Eine andere Frau saß bereits dort. Sie sah neugierig von ihrer Zeitschrift auf, und Sadie konnte nicht anders, als sie ebenfalls anzustarren. Es handelte sich um eine der exzentrischsten Personen, denen Sadie in Pencubitt bisher begegnet war: Die Dame trug einen violetten Hut mit einer großen Feder und einen hellgelben Künstlerkittel, der an der Seite von einer schwarzen Schleife zusammengehalten wurde.
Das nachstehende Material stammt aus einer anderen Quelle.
//! Engine Module
//!
//! The coordinator every transport talks to.
//!
//! ## Responsibilities
//! - Open storage and load the collection on startup
//! - Route commands to the store, statistics and battle components
//! - Serialize mutations against each other

use std::path::Path;
use std::sync::Arc;

use parking_lot::RwLock;

use crate::battle::{BattleResolver, BattleResult};
use crate::character::{Character, CharacterPatch};
use crate::config::Config;
use crate::error::Result;
use crate::generator::{FakeData, NameBank};
use crate::protocol::{Command, Reply};
use crate::random::{RandomSource, SeededRandom, ThreadRandom};
use crate::stats::{compute_statistics, Stats};
use crate::storage::{open_storage, Storage};
use crate::store::{CharacterQuery, CharacterStore};

/// The service engine
///
/// ## Concurrency Model: Single-Writer / Multiple-Reader (SWMR)
///
/// - **Mutations** (create/generate/update/delete): take the write lock
///   and hold it across the durable flush, so each mutation is applied and
///   persisted before the next one starts
/// - **Reads** (list/get/query/stats/battle): share the read lock
pub struct Engine {
    /// Engine configuration
    config: Config,

    /// The character collection
    store: RwLock<CharacterStore>,

    /// Dice and battle rules
    battle: BattleResolver,
}

impl Engine {
    /// Open or create an engine with the given config
    ///
    /// On startup:
    /// 1. Create the data directory
    /// 2. Open the configured storage backend
    /// 3. Load the collection
    pub fn open(config: Config) -> Result<Self> {
        let storage = open_storage(&config)?;

        let random: Arc<dyn RandomSource> = match config.random_seed {
            Some(seed) => Arc::new(SeededRandom::new(seed)),
            None => Arc::new(ThreadRandom),
        };

        Self::with_components(config, storage, random, Arc::new(NameBank))
    }

    /// Open with a path (convenience method)
    ///
    /// Uses default config with the specified data directory
    pub fn open_path(path: &Path) -> Result<Self> {
        let config = Config::builder().data_dir(path).build();
        Self::open(config)
    }

    /// Build an engine from explicit parts
    pub fn with_components(
        config: Config,
        storage: Box<dyn Storage>,
        random: Arc<dyn RandomSource>,
        fake: Arc<dyn FakeData>,
    ) -> Result<Self> {
        let store = CharacterStore::open(storage, Arc::clone(&random), fake)?;
        let battle = BattleResolver::new(random);

        Ok(Self {
            config,
            store: RwLock::new(store),
            battle,
        })
    }

    /// Execute a command
    ///
    /// Routes commands to appropriate handlers
    pub fn execute(&self, command: Command) -> Result<Reply> {
        let kind = command.command_type();
        tracing::trace!(command = kind.name(), "Executing command");

        let reply = match command {
            Command::List => Reply::Characters(self.list()),
            Command::Random => Reply::Character(self.random()?),
            Command::Query { query } => Reply::Characters(self.query(&query)),
            Command::Get { id } => Reply::Character(self.get(&id)?),
            Command::Create { character } => Reply::Created(self.create(character)?),
            Command::Generate => Reply::Created(self.generate()?),
            Command::Update { id, patch } => Reply::Character(self.update(&id, patch)?),
            Command::Delete { id } => {
                self.delete(&id)?;
                Reply::deleted()
            }
            Command::Stats => Reply::Stats(self.statistics()?),
            Command::Battle { id1, id2 } => Reply::Battle(self.battle(&id1, &id2)?),
        };

        Ok(reply)
    }

    // =========================================================================
    // Reads
    // =========================================================================

    /// Every character in insertion order
    pub fn list(&self) -> Vec<Character> {
        self.store.read().list_all()
    }

    /// A random existing character
    pub fn random(&self) -> Result<Character> {
        self.store.read().get_random()
    }

    /// Characters matching `query`
    pub fn query(&self, query: &CharacterQuery) -> Vec<Character> {
        self.store.read().query(query)
    }

    /// First character with `id`
    pub fn get(&self, id: &str) -> Result<Character> {
        self.store.read().get_by_id(id)
    }

    /// Aggregate statistics over the collection
    pub fn statistics(&self) -> Result<Stats> {
        compute_statistics(self.store.read().characters())
    }

    /// Fight the characters `id1` and `id2`
    pub fn battle(&self, id1: &str, id2: &str) -> Result<BattleResult> {
        let store = self.store.read();
        self.battle.resolve(&store, id1, id2)
    }

    // =========================================================================
    // Mutations
    // =========================================================================

    /// Append a client-supplied character
    pub fn create(&self, character: Character) -> Result<Character> {
        self.store.write().create(character)
    }

    /// Append a generated character
    pub fn generate(&self) -> Result<Character> {
        self.store.write().create_generated()
    }

    /// Shallow-merge `patch` into the character `id`
    pub fn update(&self, id: &str, patch: CharacterPatch) -> Result<Character> {
        self.store.write().update(id, patch)
    }

    /// Remove the character `id`
    pub fn delete(&self, id: &str) -> Result<()> {
        self.store.write().delete(id)
    }

    // =========================================================================
    // Accessors (for testing and debugging)
    // =========================================================================

    /// Number of stored characters
    pub fn len(&self) -> usize {
        self.store.read().len()
    }

    /// True when the collection is empty
    pub fn is_empty(&self) -> bool {
        self.store.read().is_empty()
    }

    /// Get the data directory path
    pub fn data_dir(&self) -> &Path {
        &self.config.data_dir
    }

    /// Get the configuration
    pub fn config(&self) -> &Config {
        &self.config
    }
}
Platinblond gefärbtes Haar umrahmte ihr rundes, kindliches Gesicht, und an den Füßen trug sie goldene Turnschuhe. Sie erinnerte Sadie an eine überdimensionale Puppe. Noch bevor die Frau sie ansprach, hatte Sadie bereits erraten, um wen es sich handelte.
»Verzeihen Sie«, sagte die Dame mit einem Lächeln. »Ich konnte es gerade nicht überhören. Sind Sie die Tatlow, die ins Poet’s Cottage zurückgekehrt ist? Sadie?«
»Ja, das bin ich. Und Sie müssen Gracie sein.« Sadie lächelte zurück und streckte ihr die Hand hin.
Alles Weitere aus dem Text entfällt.